─── RECORD SET

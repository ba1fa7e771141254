//! Run templates: shell snippets with parameter placeholders
//!
//! - `{name}` expands to the shell-quoted value(s) of a parameter
//! - `{--name}` expands to option form: `--name v` per value, `--name` for a set flag
//! - `{{` and `}}` are literal braces
//! - `${...}` and `{}` are left alone for the shell

use std::sync::OnceLock;

use regex::Regex;

use crate::domain::command::{ArgValue, CommandSpec, Invocation};
use crate::domain::error::DomainError;

fn placeholder_regex() -> &'static Regex {
    static RE: OnceLock<Regex> = OnceLock::new();
    RE.get_or_init(|| {
        Regex::new(r"\$\{[^}]*\}|\{\{|\}\}|\{(--)?([^{}\s]*)\}").expect("placeholder regex")
    })
}

#[derive(Debug, Clone, PartialEq, Eq)]
enum Segment {
    Literal(String),
    Value(String),
    Flag(String),
}

/// A parsed run template, checked against the command's parameters.
#[derive(Debug, Clone, PartialEq, Eq)]
pub struct RunTemplate {
    command: String,
    segments: Vec<Segment>,
}

impl RunTemplate {
    /// Parse `source` and verify every placeholder names a parameter of `command`.
    pub fn parse(source: &str, command: &CommandSpec) -> Result<Self, DomainError> {
        let invalid = |reason: String| DomainError::InvalidTemplate {
            command: command.name.clone(),
            reason,
        };

        if source.trim().is_empty() {
            return Err(invalid("run must not be empty".to_string()));
        }

        let mut segments = Vec::new();
        let mut literal = String::new();
        let mut last = 0;

        for caps in placeholder_regex().captures_iter(source) {
            let Some(whole) = caps.get(0) else {
                continue;
            };
            literal.push_str(&source[last..whole.start()]);
            last = whole.end();

            match whole.as_str() {
                "{{" => literal.push('{'),
                "}}" => literal.push('}'),
                m if m.starts_with('$') => literal.push_str(m),
                _ => {
                    let name = caps.get(2).map(|m| m.as_str()).unwrap_or_default();
                    if name.is_empty() && caps.get(1).is_none() {
                        literal.push_str("{}");
                        continue;
                    }
                    if command.param(name).is_none() {
                        return Err(invalid(format!("unknown placeholder `{name}`")));
                    }
                    if !literal.is_empty() {
                        segments.push(Segment::Literal(std::mem::take(&mut literal)));
                    }
                    if caps.get(1).is_some() {
                        segments.push(Segment::Flag(name.to_string()));
                    } else {
                        segments.push(Segment::Value(name.to_string()));
                    }
                }
            }
        }
        literal.push_str(&source[last..]);
        if !literal.is_empty() {
            segments.push(Segment::Literal(literal));
        }

        Ok(Self {
            command: command.name.clone(),
            segments,
        })
    }

    /// Render the template with the values of one invocation.
    pub fn render(&self, invocation: &Invocation) -> Result<String, DomainError> {
        let mut out = String::new();
        for segment in &self.segments {
            match segment {
                Segment::Literal(text) => out.push_str(text),
                Segment::Value(name) => {
                    if let Some(value) = invocation.get(name) {
                        out.push_str(&self.quote_all(&value.tokens())?.join(" "));
                    }
                }
                Segment::Flag(name) => {
                    let parts = match invocation.get(name) {
                        Some(value) => self.option_form(name, value)?,
                        None => Vec::new(),
                    };
                    out.push_str(&parts.join(" "));
                }
            }
        }
        Ok(out)
    }

    fn option_form(&self, name: &str, value: &ArgValue) -> Result<Vec<String>, DomainError> {
        let flag = format!("--{name}");
        let parts = match value {
            ArgValue::Bool(true) => vec![flag],
            ArgValue::Bool(false) => Vec::new(),
            other => {
                let quoted = self.quote_all(&other.tokens())?;
                quoted
                    .into_iter()
                    .flat_map(|v| [flag.clone(), v])
                    .collect()
            }
        };
        Ok(parts)
    }

    fn quote_all(&self, tokens: &[String]) -> Result<Vec<String>, DomainError> {
        tokens
            .iter()
            .map(|t| {
                shlex::try_quote(t)
                    .map(|q| q.into_owned())
                    .map_err(|e| DomainError::CommandFailed {
                        command: self.command.clone(),
                        message: format!("cannot quote {t:?}: {e}"),
                    })
            })
            .collect()
    }
}
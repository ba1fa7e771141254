//! rsinvoke: discover task scripts and mount them as one command line
//!
//! Script files below a discovery root become sub-applications; their path
//! relative to the root is the namespace their commands are reachable under.
//!
//! Layers:
//! - `domain`: command model, namespaces, registry (no I/O)
//! - `application`: discovery and dispatch services
//! - `infrastructure`: filesystem, process and script-loading boundaries
//! - `cli`: root options and process-level wiring

pub mod application;
pub mod cli;
pub mod config;
pub mod domain;
pub mod exitcode;
pub mod infrastructure;
pub mod util;
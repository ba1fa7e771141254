//! CLI layer: argument parsing and command dispatch

pub mod args;
pub mod commands;
pub mod error;
pub mod output;

pub use args::Cli;
pub use commands::execute;
pub use error::{CliError, CliResult};
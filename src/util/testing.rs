//! Test-only helpers shared by unit and integration tests

use std::env;
use std::sync::Once;

use tracing::{debug, info};
use tracing_subscriber::{
    filter::filter_fn,
    fmt::{self, format::FmtSpan},
    prelude::*,
    EnvFilter,
};

static TEST_SETUP: Once = Once::new();

/// Install a trace-level subscriber once per test binary.
///
/// `RUST_LOG` wins when set; otherwise only this crate logs at trace level.
pub fn init_test_setup() {
    TEST_SETUP.call_once(|| {
        setup_test_logging();
        info!("Test Setup complete");
    });
}

fn setup_test_logging() {
    // walkdir and clap internals add nothing when debugging discovery
    let noisy_modules = ["walkdir", "clap"];
    let module_filter = filter_fn(move |metadata| {
        !noisy_modules
            .iter()
            .any(|name| metadata.target().starts_with(name))
    });

    let env_filter = env::var("RUST_LOG")
        .ok()
        .and_then(|spec| EnvFilter::try_new(spec).ok())
        .unwrap_or_else(|| EnvFilter::new("rsinvoke=trace"));

    let subscriber = tracing_subscriber::registry().with(
        fmt::layer()
            .with_target(true)
            .with_thread_names(false)
            .with_span_events(FmtSpan::ENTER | FmtSpan::CLOSE)
            .with_test_writer()
            .with_filter(module_filter)
            .with_filter(env_filter),
    );

    if tracing::dispatcher::has_been_set() {
        debug!("Tracing subscriber already set");
    } else if let Err(e) = subscriber.try_init() {
        eprintln!("Error: Failed to set up logging: {}", e);
    }
}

──────

#### TASK DETAILS:
Please give back only the lines between the first line of the entries and the line with "for caps in", both ends included, word for word.

#### OUTPUT BELOW:
repository ba1fa7e771141254
//! Run templates: shell snippets with parameter placeholders
//!
//! - `{name}` expands to the shell-quoted value(s) of a parameter
//! - `{--name}` expands to option form: `--name v` per value, `--name` for a set flag
//! - `{{` and `}}` are literal braces
//! - `${...}` and `{}` are left alone for the shell

use std::sync::OnceLock;

use regex::Regex;

use crate::domain::command::{ArgValue, CommandSpec, Invocation};
use crate::domain::error::DomainError;

fn placeholder_regex() -> &'static Regex {
    static RE: OnceLock<Regex> = OnceLock::new();
    RE.get_or_init(|| {
        Regex::new(r"\$\{[^}]*\}|\{\{|\}\}|\{(--)?([^{}\s]*)\}").expect("placeholder regex")
    })
}

#[derive(Debug, Clone, PartialEq, Eq)]
enum Segment {
    Literal(String),
    Value(String),
    Flag(String),
}

/// A parsed run template, checked against the command's parameters.
#[derive(Debug, Clone, PartialEq, Eq)]
pub struct RunTemplate {
    command: String,
    segments: Vec<Segment>,
}

impl RunTemplate {
    /// Parse `source` and verify every placeholder names a parameter of `command`.
    pub fn parse(source: &str, command: &CommandSpec) -> Result<Self, DomainError> {
        let invalid = |reason: String| DomainError::InvalidTemplate {
            command: command.name.clone(),
            reason,
        };

        if source.trim().is_empty() {
            return Err(invalid("run must not be empty".to_string()));
        }

        let mut segments = Vec::new();
        let mut literal = String::new();
        let mut last = 0;

        for caps in placeholder_regex().captures_iter(source) {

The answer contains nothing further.